5. It’s totally shitty.
Because – go figure – there’s a killer in the audience. Some Dylan-Baker-looking dude who is unstable enough to let the movie actually hypnotize him into killing the other spectators. And – DUH – he begins his “rampage” during the scene of the aforementioned killing spree in the good movie.

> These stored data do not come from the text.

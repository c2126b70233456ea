use std::path::{Path, PathBuf};

use tablesnap_config::SnapConfig;
use tablesnap_core::EntityDef;
use tablesnap_naming::build_table_file_name;

/// A project root plus the config that lays out files beneath it.
///
/// Every path an operation writes or reads is resolved against `root`.
#[derive(Debug, Clone)]
pub struct Project {
    root: PathBuf,
    config: SnapConfig,
}

impl Project {
    pub fn new(root: impl Into<PathBuf>, config: SnapConfig) -> Self {
        Self {
            root: root.into(),
            config,
        }
    }

    /// Open a project, reading `tablesnap.json` from its root when present.
    pub fn open(root: impl Into<PathBuf>) -> anyhow::Result<Self> {
        let root = root.into();
        let config = tablesnap_loader::load_config_or_default(&root)?;
        Ok(Self { root, config })
    }

    /// Entity definitions stored under the configured entities directory.
    pub fn entities(&self) -> anyhow::Result<Vec<EntityDef>> {
        tablesnap_loader::load_entities(&self.root, &self.config)
    }

    pub fn root(&self) -> &Path {
        &self.root
    }

    pub fn config(&self) -> &SnapConfig {
        &self.config
    }

    /// Default dump location for an entity, relative to the root.
    /// Format: {dump_dir}/{table}.{ext}
    pub fn default_dump_path(&self, entity: &EntityDef) -> PathBuf {
        self.config.dump_dir().join(build_table_file_name(
            &entity.table,
            self.config.dump_format().extension(),
        ))
    }

    /// Fixture location for a table, relative to the root.
    /// Format: {fixtures_dir}/{table}.{ext}
    pub fn fixture_path(&self, table: &str) -> PathBuf {
        self.config.fixtures_dir().join(build_table_file_name(
            table,
            self.config.fixture_format().extension(),
        ))
    }
}

#[cfg(test)]
mod tests {
    use super::*;
    use std::fs;
    use tablesnap_config::FileFormat;
    use tempfile::tempdir;

    #[test]
    fn default_paths() {
        let project = Project::new("/app", SnapConfig::default());
        let widgets = EntityDef::new("widgets");

        assert_eq!(
            project.default_dump_path(&widgets),
            PathBuf::from("db/widgets.json")
        );
        assert_eq!(
            project.fixture_path("tags_widgets"),
            PathBuf::from("test/fixtures/tags_widgets.json")
        );
    }

    #[test]
    fn paths_follow_configured_formats() {
        let config = SnapConfig {
            dump_format: FileFormat::Yaml,
            fixture_format: FileFormat::Yml,
            ..Default::default()
        };
        let project = Project::new("/app", config);

        assert_eq!(
            project.default_dump_path(&EntityDef::new("widgets")),
            PathBuf::from("db/widgets.yaml")
        );
        assert_eq!(
            project.fixture_path("widgets"),
            PathBuf::from("test/fixtures/widgets.yml")
        );
    }

    #[test]
    fn open_reads_config_file() {
        let tmp = tempdir().unwrap();
        fs::write(tmp.path().join("tablesnap.json"), r#"{"dumpDir": "backup"}"#).unwrap();

        let project = Project::open(tmp.path()).unwrap();
        assert_eq!(project.root(), tmp.path());
        assert_eq!(project.config().dump_dir(), Path::new("backup"));
    }

    #[test]
    fn entities_load_from_configured_dir() {
        let tmp = tempdir().unwrap();
        fs::create_dir_all(tmp.path().join("entities")).unwrap();
        fs::write(
            tmp.path().join("entities/widgets.json"),
            r#"{"table": "widgets", "attributes": [{"name": "name"}]}"#,
        )
        .unwrap();

        let project = Project::open(tmp.path()).unwrap();
        let entities = project.entities().unwrap();
        assert_eq!(entities.len(), 1);
        assert_eq!(entities[0].singular_name(), "widget");
    }
}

And as this new, stupid movie plays out, the first movie suffers as it adapts to the situation. A couple more interesting things pop up in it (ie: Zelda Rubinstein ordering John’s beloved pigeons to attack him in the movie theatre), but overall, it slows down and loses its sense of purpose. Eventually it all starts to drag even more and get even less interesting until it kind of squeaks into perhaps the limpest climax ever filmed for a 1980s horror movie. It tries to compensate with a severe What-the-Holy-Fuck moment at the very end. But this only further confuses the viewer and serves to remind you (see also: me) that this whole affair could’ve turned out much, much better.
If I’d only found the courage in myself to rent ANGUISH as a youngster, I might have a much different opinion of it. Who knows, perhaps I would’ve found the “twist” to be clever and insightful. It’s definitely well-intentioned, especially for its time, but it doesn’t work. The two narratives, rather than complimenting each other, enable each other into a mutually destructive relationship. Like heroin addicts who mistake a shared, poisonous dependency for love.
The biggest shame is that the first narrative was creepy and weird and could’ve gone somewhere incredibly rewarding. But we never find out how the collection of deformed eyeballs ties in with the hospital’s revolutionary procedure, or how John and his mother fit into that equation. Zelda Rubinstein’s promise of “the eyes of the city are mine” never finds any modicum of fulfillment. I mean, maybe a killing spree in a movie theatre would work for a theatrical audience, but watching the thing unfold on home video, it just feels like a shortsighted gimmick. Sure, the “real-world” killings are handled well and the whole scenario feels very genuine and concrete, but it doesn’t gel with the expectations created by the film’s first half.
And what about the fucking snails, goddammit?
I guess the conclusion I’m meandering to is, when Blue Underground releases ANGUISH on DVD later this month, I won’t be buying it.
But it’s worth checking out for anybody interested in cinematic messes and curiosities. On its own, it is not a great movie. But if you’re like me, and fascinated by the Could’ve-Beens of Film, go ahead and scratch that itch.
However, you’ll probably come away from it wishing you were in that theatre in Culver City, watching THE MOMMY, Dylan-Baker-looking killer or no.